LAMTC’S SOLE LIABILITY AND CUSTOMER’S EXCLUSIVE REMEDY FOR A BREACH OF WARRANTY WITH RESPECT TO ANY PRODUCT SHALL BE THE REFUND OF THE PURCHASE PRICE OF THE NONCONFORMING PRODUCT.  FURTHERMORE, ANY SUCH WARRANTY SHALL BE NULL AND VOID AND SHALL NOT APPLY TO ANY PRODUCT WHICH IS (i) ALTERED, MODIFIED, DAMAGED, ABUSED, OR MISUSED (WHETHER INTENTIONALLY OR ACCIDENTALLY) OR (ii) NOTWITHSTANDING SUCH NONCONFORMITY, IS USED OR OTHERWISE ACCEPTED BY CUSTOMER OR CUSTOMER WAIVES ITS CLAIM FOR REJECTION UNDER THE PROVISIONS OF THIS AGREEMENT.  THE FOREGOING WARRANTY SET FORTH ABOVE IS IN LIEU OF ALL OTHER WARRANTIES, AND LAMTC DISCLAIMS ALL OTHER WARRANTIES, NOT REQUIRED BY APPLICABLE LAW, WHETHER EXPRESS OR IMPLIED, INCLUDING WITHOUT LIMITATION, IMPLIED WARRANTIES OF MERCHANTABILITY AND FITNESS FOR USE AND/OR A PARTICULAR PURPOSE.

Indemnification
Customer shall indemnify and reimburse LAMTC for, and hold LAMTC harmless from and against, and will compensate and reimburse LAMTC for, any and all damages, costs, expenses, losses, claims, demands, liabilities, awards, judgments, decline in value, lost opportunities, assessments, settlements, fines, penalties, charges and/or obligations (including, without limitation, charges, deficiencies, assessments, dues, fines, penalties, interest, amounts paid in settlement, and reasonable fess and disbursements of counsel) (collectively, “Damages”) arising from, relating to, or in any way sustained or incurred, directly or indirectly, (and regardless of whether or not such Damages relate to any third party claim), by LAMTC due to: (i) any breach by Customer of any of its representations, warranties, covenants, and agreements set forth herein; (ii) any negligent act or omission of Customer, or any of its directors, officers, employees, affiliates, agents, or representatives, with respect to any products purchased hereunder; (iii) Customer’s use, handling, storage, or re-sale of any product purchased hereunder; or (iv) any fraud or willful misconduct on the part of Customer; provided, however, that Customer shall not be liable for any such Damages to the extent arising from LAMTC’ gross negligence or willful misconduct.

Severability
If any part of this Order shall be held unenforceable, the remainder of this Order shall nevertheless remain in full force and effect and, to the extent permissible under applicable law, such unenforceable provision or provisions shall be deemed revised to the minimum extent possible to permit enforcement of such provision on terms as near as possible to such provision as originally drafted.
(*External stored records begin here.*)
//! Access/refresh token persistence.

use std::sync::Arc;

use folio_common::models::StoredTokens;

use crate::storage::Storage;

pub const ACCESS_TOKEN_KEY: &str = "accessToken";
pub const REFRESH_TOKEN_KEY: &str = "refreshToken";

/// Typed view over the two token keys of a [`Storage`].
///
/// Cheap to clone; clones share the same backend.
#[derive(Clone)]
pub struct TokenStore {
    storage: Arc<dyn Storage>,
}

impl TokenStore {
    pub fn new(storage: Arc<dyn Storage>) -> Self {
        Self { storage }
    }

    pub fn access_token(&self) -> Option<String> {
        self.storage.get(ACCESS_TOKEN_KEY).filter(|t| !t.is_empty())
    }

    pub fn refresh_token(&self) -> Option<String> {
        self.storage.get(REFRESH_TOKEN_KEY).filter(|t| !t.is_empty())
    }

    /// Store both tokens in a single storage write.
    pub fn set_tokens(&self, tokens: StoredTokens) {
        self.storage.set_many(&[
            (ACCESS_TOKEN_KEY, tokens.access_token),
            (REFRESH_TOKEN_KEY, tokens.refresh_token),
        ]);
    }

    pub fn clear_tokens(&self) {
        self.storage.remove_many(&[ACCESS_TOKEN_KEY, REFRESH_TOKEN_KEY]);
    }

    /// The backend shared with the session manager.
    pub(crate) fn storage(&self) -> &Arc<dyn Storage> {
        &self.storage
    }
}

impl std::fmt::Debug for TokenStore {
    fn fmt(&self, f: &mut std::fmt::Formatter<'_>) -> std::fmt::Result {
        // Never print token values.
        f.debug_struct("TokenStore")
            .field("available", &self.storage.is_available())
            .field("has_access_token", &self.access_token().is_some())
            .finish()
    }
}

#[cfg(test)]
mod tests {
    use super::*;
    use crate::storage::{MemoryStorage, UnavailableStorage};

    fn pair(access: &str, refresh: &str) -> StoredTokens {
        StoredTokens { access_token: access.into(), refresh_token: refresh.into() }
    }

    #[test]
    fn set_and_clear() {
        let store = TokenStore::new(Arc::new(MemoryStorage::new()));
        assert_eq!(store.access_token(), None);

        store.set_tokens(pair("a1", "r1"));
        assert_eq!(store.access_token().as_deref(), Some("a1"));
        assert_eq!(store.refresh_token().as_deref(), Some("r1"));

        store.clear_tokens();
        assert_eq!(store.access_token(), None);
        assert_eq!(store.refresh_token(), None);

        // Clearing twice is fine.
        store.clear_tokens();
    }

    #[test]
    fn clones_share_state() {
        let store = TokenStore::new(Arc::new(MemoryStorage::new()));
        let other = store.clone();
        store.set_tokens(pair("a2", "r2"));
        assert_eq!(other.refresh_token().as_deref(), Some("r2"));
    }

    #[test]
    fn unavailable_storage_is_a_no_op() {
        let store = TokenStore::new(Arc::new(UnavailableStorage));
        store.set_tokens(pair("a", "r"));
        assert_eq!(store.access_token(), None);
        store.clear_tokens();
    }

    #[test]
    fn debug_output_hides_tokens() {
        let store = TokenStore::new(Arc::new(MemoryStorage::new()));
        store.set_tokens(pair("secret-access", "secret-refresh"));
        let printed = format!("{store:?}");
        assert!(!printed.contains("secret"));
    }
}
Relationship of the Parties
LAMTC and Customer are independent contractors under this Order. Nothing contained in this Order is intended nor is to be construed so as to constitute the parties as partners or joint venturers with respect to the agreement hereunder.  Neither party hereto shall have any express or implied right or authority to assume or create any obligations on behalf of or in the name of the other party to any other contract, agreement, or undertaking with any third party.

Cumulative Remedies
LAMTC’ remedies herein are cumulative and in addition to any other or further remedies available to it at law or equity.

Waiver
LAMTC’ failure to enforce any right provided herein or to which it is entitled at law or equity will not constitute a waiver of that right or of any other rights to which it is entitled.

Entire Agreement; Modification; Waiver
These Terms contain the entire agreement of the parties regarding the subject matter hereof and supersede all prior quotes, orders, purchase orders, bills of lading, invoices, proposals, letters of intent, agreements, understandings, and negotiations regarding the same.  No modification of this Order or any order placed hereunder shall be effective without LAMTC’ written consent.  Except as otherwise provided herein, in no event shall this Order be deemed amendable or amended except by a writing specifically referencing this Order and signed by LAMTC and Customer.  Any waiver by LAMTC of strict compliance with any provision of this Order shall not be deemed a waiver of any of LAMTC’ rights, privileges, claims, or remedies hereunder (with respect to such provision or any other provision hereof), nor of LAMTC’ right to insist on strict compliance with respect to such provision thereafter.